→ The task:
Out of the records below, copy all lines in which the word "steps" occurs.

Saved data entries

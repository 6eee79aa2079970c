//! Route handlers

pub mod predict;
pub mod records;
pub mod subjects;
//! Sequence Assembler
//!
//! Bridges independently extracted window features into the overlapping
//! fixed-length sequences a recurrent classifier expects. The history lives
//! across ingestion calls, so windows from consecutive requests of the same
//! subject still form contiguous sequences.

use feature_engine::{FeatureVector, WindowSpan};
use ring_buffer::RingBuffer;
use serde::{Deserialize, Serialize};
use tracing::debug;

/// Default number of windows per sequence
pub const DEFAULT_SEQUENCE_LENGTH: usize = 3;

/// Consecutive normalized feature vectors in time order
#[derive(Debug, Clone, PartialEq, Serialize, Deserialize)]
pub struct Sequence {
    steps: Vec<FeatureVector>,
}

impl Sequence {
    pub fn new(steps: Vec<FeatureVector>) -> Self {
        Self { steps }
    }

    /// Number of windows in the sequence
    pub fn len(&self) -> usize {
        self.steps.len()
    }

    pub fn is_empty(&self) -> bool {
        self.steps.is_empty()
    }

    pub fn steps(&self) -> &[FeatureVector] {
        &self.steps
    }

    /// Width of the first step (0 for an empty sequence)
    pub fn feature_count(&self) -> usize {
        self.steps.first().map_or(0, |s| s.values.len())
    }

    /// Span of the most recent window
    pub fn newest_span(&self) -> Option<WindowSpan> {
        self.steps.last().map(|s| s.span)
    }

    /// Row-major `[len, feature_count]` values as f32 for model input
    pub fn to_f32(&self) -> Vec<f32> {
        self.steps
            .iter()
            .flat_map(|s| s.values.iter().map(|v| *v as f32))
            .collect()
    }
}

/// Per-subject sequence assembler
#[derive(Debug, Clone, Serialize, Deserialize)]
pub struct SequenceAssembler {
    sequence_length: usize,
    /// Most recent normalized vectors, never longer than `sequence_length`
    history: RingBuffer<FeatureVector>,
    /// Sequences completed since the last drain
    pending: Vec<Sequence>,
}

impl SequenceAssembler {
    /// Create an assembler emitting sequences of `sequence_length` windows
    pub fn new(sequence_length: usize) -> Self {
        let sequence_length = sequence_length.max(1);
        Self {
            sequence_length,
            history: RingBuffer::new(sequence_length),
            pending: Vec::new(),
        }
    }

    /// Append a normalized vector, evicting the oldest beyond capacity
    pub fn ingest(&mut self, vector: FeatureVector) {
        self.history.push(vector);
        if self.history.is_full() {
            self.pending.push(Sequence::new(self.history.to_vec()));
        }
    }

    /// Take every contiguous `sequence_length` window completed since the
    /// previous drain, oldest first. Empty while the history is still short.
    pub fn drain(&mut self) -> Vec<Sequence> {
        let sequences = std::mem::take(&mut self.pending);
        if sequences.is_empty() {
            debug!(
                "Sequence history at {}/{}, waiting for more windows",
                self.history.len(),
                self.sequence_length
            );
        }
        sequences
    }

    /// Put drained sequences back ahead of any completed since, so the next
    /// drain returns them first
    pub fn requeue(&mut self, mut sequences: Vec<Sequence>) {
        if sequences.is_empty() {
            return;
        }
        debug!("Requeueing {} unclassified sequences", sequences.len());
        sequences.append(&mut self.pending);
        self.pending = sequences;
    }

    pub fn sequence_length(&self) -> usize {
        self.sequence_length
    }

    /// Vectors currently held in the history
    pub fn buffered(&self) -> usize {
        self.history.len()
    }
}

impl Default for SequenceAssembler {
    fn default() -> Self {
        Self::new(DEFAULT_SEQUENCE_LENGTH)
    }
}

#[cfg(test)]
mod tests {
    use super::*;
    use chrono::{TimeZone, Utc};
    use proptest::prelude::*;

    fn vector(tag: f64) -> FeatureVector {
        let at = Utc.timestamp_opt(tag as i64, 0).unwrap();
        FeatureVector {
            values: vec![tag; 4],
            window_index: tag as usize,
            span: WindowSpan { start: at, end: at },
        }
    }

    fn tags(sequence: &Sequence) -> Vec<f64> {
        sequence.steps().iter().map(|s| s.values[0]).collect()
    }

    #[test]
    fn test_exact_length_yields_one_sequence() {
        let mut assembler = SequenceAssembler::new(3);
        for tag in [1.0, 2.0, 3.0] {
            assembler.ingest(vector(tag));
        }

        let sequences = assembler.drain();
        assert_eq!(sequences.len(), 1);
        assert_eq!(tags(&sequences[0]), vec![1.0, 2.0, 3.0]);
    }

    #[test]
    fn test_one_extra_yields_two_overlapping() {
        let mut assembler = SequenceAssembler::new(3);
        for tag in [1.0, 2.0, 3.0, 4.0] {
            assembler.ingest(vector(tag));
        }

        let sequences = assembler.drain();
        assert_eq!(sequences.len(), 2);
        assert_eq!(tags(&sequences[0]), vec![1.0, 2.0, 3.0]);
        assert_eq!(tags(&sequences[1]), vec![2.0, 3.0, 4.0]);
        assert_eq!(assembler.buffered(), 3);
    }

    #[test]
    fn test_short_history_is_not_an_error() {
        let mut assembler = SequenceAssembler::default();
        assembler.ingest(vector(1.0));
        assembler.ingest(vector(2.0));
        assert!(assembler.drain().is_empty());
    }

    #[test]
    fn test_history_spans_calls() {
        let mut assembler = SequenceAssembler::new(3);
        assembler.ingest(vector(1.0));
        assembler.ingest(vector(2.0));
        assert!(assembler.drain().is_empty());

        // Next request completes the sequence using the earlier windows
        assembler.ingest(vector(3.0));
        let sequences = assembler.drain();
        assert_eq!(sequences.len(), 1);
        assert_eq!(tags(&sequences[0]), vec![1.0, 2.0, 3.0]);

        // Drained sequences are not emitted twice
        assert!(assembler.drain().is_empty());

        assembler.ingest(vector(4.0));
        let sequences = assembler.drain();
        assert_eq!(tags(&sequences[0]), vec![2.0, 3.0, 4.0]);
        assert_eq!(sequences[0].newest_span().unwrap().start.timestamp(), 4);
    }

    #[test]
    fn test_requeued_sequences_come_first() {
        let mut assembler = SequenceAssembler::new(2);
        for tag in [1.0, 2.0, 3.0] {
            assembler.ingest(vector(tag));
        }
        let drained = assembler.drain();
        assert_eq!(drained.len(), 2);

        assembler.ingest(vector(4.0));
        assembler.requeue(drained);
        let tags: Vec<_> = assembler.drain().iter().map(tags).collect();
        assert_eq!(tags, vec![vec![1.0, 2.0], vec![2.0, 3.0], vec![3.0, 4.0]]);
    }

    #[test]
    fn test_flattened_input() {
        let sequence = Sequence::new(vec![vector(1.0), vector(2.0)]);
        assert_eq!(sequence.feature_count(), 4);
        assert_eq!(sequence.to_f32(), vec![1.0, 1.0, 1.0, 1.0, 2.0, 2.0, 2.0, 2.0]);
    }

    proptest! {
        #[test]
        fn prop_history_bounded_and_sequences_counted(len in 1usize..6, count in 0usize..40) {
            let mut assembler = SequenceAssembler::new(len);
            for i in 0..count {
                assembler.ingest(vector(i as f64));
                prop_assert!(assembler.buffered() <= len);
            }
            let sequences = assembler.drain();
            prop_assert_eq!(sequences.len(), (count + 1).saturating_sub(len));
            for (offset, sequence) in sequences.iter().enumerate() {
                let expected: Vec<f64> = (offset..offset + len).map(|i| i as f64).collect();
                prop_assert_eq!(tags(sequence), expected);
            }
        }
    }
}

---

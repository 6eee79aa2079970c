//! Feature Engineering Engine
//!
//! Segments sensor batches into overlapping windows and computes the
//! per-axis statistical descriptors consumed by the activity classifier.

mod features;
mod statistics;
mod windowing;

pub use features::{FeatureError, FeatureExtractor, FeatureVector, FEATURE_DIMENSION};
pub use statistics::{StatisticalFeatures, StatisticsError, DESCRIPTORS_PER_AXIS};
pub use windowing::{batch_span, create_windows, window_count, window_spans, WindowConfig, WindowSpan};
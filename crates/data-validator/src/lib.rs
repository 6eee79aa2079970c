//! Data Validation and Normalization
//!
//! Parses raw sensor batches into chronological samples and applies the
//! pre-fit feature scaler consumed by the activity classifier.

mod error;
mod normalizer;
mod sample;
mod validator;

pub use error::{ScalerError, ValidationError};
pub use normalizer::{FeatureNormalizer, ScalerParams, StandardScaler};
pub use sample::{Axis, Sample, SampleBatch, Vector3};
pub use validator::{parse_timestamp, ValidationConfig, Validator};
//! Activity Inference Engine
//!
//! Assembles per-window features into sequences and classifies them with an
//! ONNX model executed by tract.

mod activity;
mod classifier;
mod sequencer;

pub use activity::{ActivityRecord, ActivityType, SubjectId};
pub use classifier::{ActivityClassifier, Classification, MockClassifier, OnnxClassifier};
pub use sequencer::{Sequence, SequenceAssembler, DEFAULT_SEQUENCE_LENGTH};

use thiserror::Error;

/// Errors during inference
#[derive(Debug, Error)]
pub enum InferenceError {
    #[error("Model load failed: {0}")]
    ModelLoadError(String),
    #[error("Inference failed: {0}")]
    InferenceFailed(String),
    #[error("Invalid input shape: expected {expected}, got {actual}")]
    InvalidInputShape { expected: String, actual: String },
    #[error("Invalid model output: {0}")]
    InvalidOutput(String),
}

→ Answer area:
    steps: Vec<FeatureVector>,
    pub fn new(steps: Vec<FeatureVector>) -> Self {
        Self { steps }
        self.steps.len()
        self.steps.is_empty()
    pub fn steps(&self) -> &[FeatureVector] {
        &self.steps
        self.steps.first().map_or(0, |s| s.values.len())
        self.steps.last().map(|s| s.span)
        self.steps
        sequence.steps().iter().map(|s| s.values[0]).collect()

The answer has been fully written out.